I spend a lot of time making them and it makes sense to use the best materials possible to ensure their durability and beauty.
Secondly, and maybe more important to me, I want to enjoy the process. Poorly milled fabrics with low thread count unravel easily and are the least colorfast.
I chose a black repro fabric recently to make this small, hand-appliqued music clef for one of my 6-inch finished blocks.
It is hard to photograph with my crappy camera, but in corners where I've clipped my turn-under allowance, I get these stray, unraveling, fuzzy, fat threads that make me nuts. This makes me use more glue than I like to use to tame the beasts, then I am taking extra stitches through excess glue, which makes me cranky.
And when I make really tiny pieces with turned under edges...like a kitty cat nose...

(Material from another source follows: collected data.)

//! Option catalog shown when no preset is given and in `--help`.

use presetgen_core::registry;

/// Renders every category with its tokens, followed by usage examples.
pub fn render() -> String {
	let mut lines = vec!["Available preset options:".to_string()];

	for def in registry::all() {
		lines.push(String::new());
		lines.push(format!("{}:", def.description));
		let tokens = def.tokens.join(", ");
		lines.push(match def.note {
			Some(note) => format!("  {tokens} ({note})"),
			None => format!("  {tokens}"),
		});
	}

	lines.extend(
		[
			"",
			"Usage examples:",
			"  Linux with compiler:",
			"    presetgen linux-make-gcc-st-lp64-znver3-static",
			"  Windows:",
			"    presetgen win-st-lp64-znver3-static",
			"  Generate all presets:",
			"    presetgen --generate-all [--dry-run] [--limit N]",
			"",
			"Notes:",
			"- Options should be separated by hyphens (-)",
			"- Each category can only have one option",
			"- For Windows, compiler options are not allowed and the msvc generator is implied",
		]
		.map(String::from),
	);

	let mut out = lines.join("\n");
	out.push('\n');
	out
}

/// Hint printed after a rejected preset name.
pub fn format_examples() -> &'static str {
	"\nValid format examples:\n  Linux: presetgen linux-make-clang-st-python\n  Windows: presetgen win-st-lp64-znver3-static"
}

...I don't want my scant turn-under allowance to unravel like a bad knitting project.
Fabric companies choose the greige goods (gray) that their fabric designers work with to make gorgeous fabric. "Greige goods" is what fabric is called when it comes off the loom, before it is bleached, screen-dyed and given a finish.
Two things determine the quality of the greige goods...the thread count and the length and number of cotton filaments in the yarn (thread) used to weave the fabric.

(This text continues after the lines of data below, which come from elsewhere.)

//! Build and install directory names.
//!
//! Both names join the set tokens of a [`ResolvedConfig`] with `-` in
//! registry order. They differ in which categories they drop.

use crate::config::ResolvedConfig;
use crate::registry::Category;

/// Categories left out of install directory names.
pub const INSTALL_SKIPPED: [Category; 6] = [
	Category::IntSize,
	Category::LibType,
	Category::BuildPython,
	Category::Documentation,
	Category::Generator,
	Category::Threading,
];

/// Suffix of the build directory (`build-<name>`).
///
/// Every set token is included except the generator of a Windows
/// configuration, which is synthesized rather than chosen.
pub fn build_dir_name(config: &ResolvedConfig) -> String {
	let windows = config.is_windows();
	join(config.iter().filter(|(c, _)| !(windows && *c == Category::Generator)))
}

/// Suffix of the install directory (`install-<name>`).
///
/// Drops the [`INSTALL_SKIPPED`] categories regardless of platform.
pub fn install_dir_name(config: &ResolvedConfig) -> String {
	join(config.iter().filter(|(c, _)| !INSTALL_SKIPPED.contains(c)))
}

fn join<'a>(parts: impl Iterator<Item = (Category, &'a str)>) -> String {
	parts.map(|(_, token)| token).collect::<Vec<_>>().join("-")
}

You are probably most familiar with thread count concerning bed sheets. Thread count is determined from looking at one square inch of fabric. Most muslins have a thread count of 150, 75 threads going side-to-side and 75 threads going up-and-down.

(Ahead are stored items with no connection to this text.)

//! Error types for preset resolution and generation.

use std::path::PathBuf;

use thiserror::Error;

use crate::registry::Category;

/// Validation errors raised while resolving a preset name.
#[derive(Debug, Clone, PartialEq, Eq, Error)]
pub enum ParseError {
	/// The name contains no tokens.
	#[error("Empty preset name")]
	EmptyName,

	/// A token does not belong to any category.
	#[error("Part '{token}' does not match any category")]
	UnrecognizedToken {
		/// The offending token.
		token: String,
	},

	/// A token is legal in more than one category.
	#[error("Part '{token}' matches multiple categories: {}", join_categories(.categories))]
	AmbiguousToken {
		/// The offending token.
		token: String,
		/// Every category whose token set contains it.
		categories: Vec<Category>,
	},

	/// Two tokens select a value for the same category.
	#[error("Multiple values for category '{category}' found: {existing} and {conflicting}")]
	DuplicateCategory {
		/// The category claimed twice.
		category: Category,
		/// Value recorded from the earlier token.
		existing: &'static str,
		/// Value of the later token.
		conflicting: &'static str,
	},

	/// A compiler was named together with the Windows platform.
	#[error("Compiler options (gcc, clang) cannot be used with Windows platform (found '{compiler}')")]
	IncompatiblePlatformCompiler {
		/// The compiler token that was supplied.
		compiler: &'static str,
	},

	/// Python bindings were requested for a static library.
	#[error("Python bindings (python) require shared libraries. Please use 'shared' instead of 'static'")]
	StaticPythonConflict,

	/// No platform token was supplied.
	#[error("Missing platform: one of {} is required", crate::registry::def(Category::Platform).tokens.join(", "))]
	MissingPlatform,
}

fn join_categories(categories: &[Category]) -> String {
	categories.iter().map(|c| c.as_str()).collect::<Vec<_>>().join(", ")
}

/// Errors raised while generating and persisting presets.
#[derive(Debug, Error)]
pub enum Error {
	/// The preset name failed validation.
	#[error(transparent)]
	Parse(#[from] ParseError),

	/// Reading or writing a file failed.
	#[error("I/O error on {path}: {error}")]
	Io {
		/// Path of the file involved.
		path: PathBuf,
		/// The underlying I/O error.
		error: std::io::Error,
	},

	/// A JSON document could not be read or written.
	#[error("invalid JSON in {path}: {error}")]
	Json {
		/// Path of the file involved.
		path: PathBuf,
		/// The underlying serde error.
		error: serde_json::Error,
	},

	/// The settings file could not be parsed.
	#[error("invalid settings in {path}: {error}")]
	Settings {
		/// Path of the settings file.
		path: PathBuf,
		/// The underlying TOML error.
		error: toml::de::Error,
	},
}

impl Error {
	pub(crate) fn io(path: impl Into<PathBuf>, error: std::io::Error) -> Self {
		Error::Io {
			path: path.into(),
			error,
		}
	}

	pub(crate) fn json(path: impl Into<PathBuf>, error: serde_json::Error) -> Self {
		Error::Json {
			path: path.into(),
			error,
		}
	}
}

/// Result type for preset operations.
pub type Result<T> = std::result::Result<T, Error>;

The industry minimum standard for the thread count of good sheets is 180 (90 threads in each direction), but we can all tell the luxurious difference when we are sleeping on 400-count bed sheets.
Higher thread count gives the fabric a silkier, softer hand or feel. It is also preferred by fabric designers who draw more intricate, sophisticated designs. When multiple screens are used to dye the fabric, the design is crisper with a higher thread count greige good.
Some lower end, cheaper fabrics only have a thread count of 120 (60 fabrics in each direction). They can feel course and when cut, the edges ravel badly.
And don't be fooled by someone claiming 600 or higher thread count bed sheets. Consumer Reports has "unraveled" this mystery and determined that there is some funny math going on in the industry. There are only so many threads you can cram into a square inch of fabric. C.R. thinks the claimed higher number is determined by the number of strands or fibers going into the yarn.
The courser yarns are also harder to remover excess dye, etc. from in the finishing process, therefore they run like crazy!!
I certainly don't want fabrics to run at this point in my process...when I am soaking out the glue, pressing and trimming my background to my desired size. I wash or at least soak and spin all my new fabric...and dry on high heat. I want to give them a chance to bleed and shrink before I start fooling with them.
There are some reds I've treated with some vinegar...and I do like those color catchers, but for the most part I've been pleased with washing before using. I also seem to be sensitive to the chemicals used in the finishing process of making fabric.
It is also true that batiks have a high thread count, which is why a lot of people who do raw edge applique in traditional and art quilts like to work with them. When doing the tiny keys and rods in my music blocks, I employed some batiks...especially on the woodwinds. They are a little harder to needle when stitching, either applique or quilting (due to the tight weave), but worth it to me in some cases.
On my last post, I used a new kitty block to demonstrate some of the finer points of the applique method I use (now all stitched except for some embroidery details...). I had named the new block "Strange Fruit," totally ignorant to the fact that name also belongs to a Billie Holiday song concerning lynching and other horrors of our past. I appreciate being alerted by a couple of you, and I am terribly sorry about this. I did not mean to offend anyone and I have changed the name of the block to "Still Life With Cat."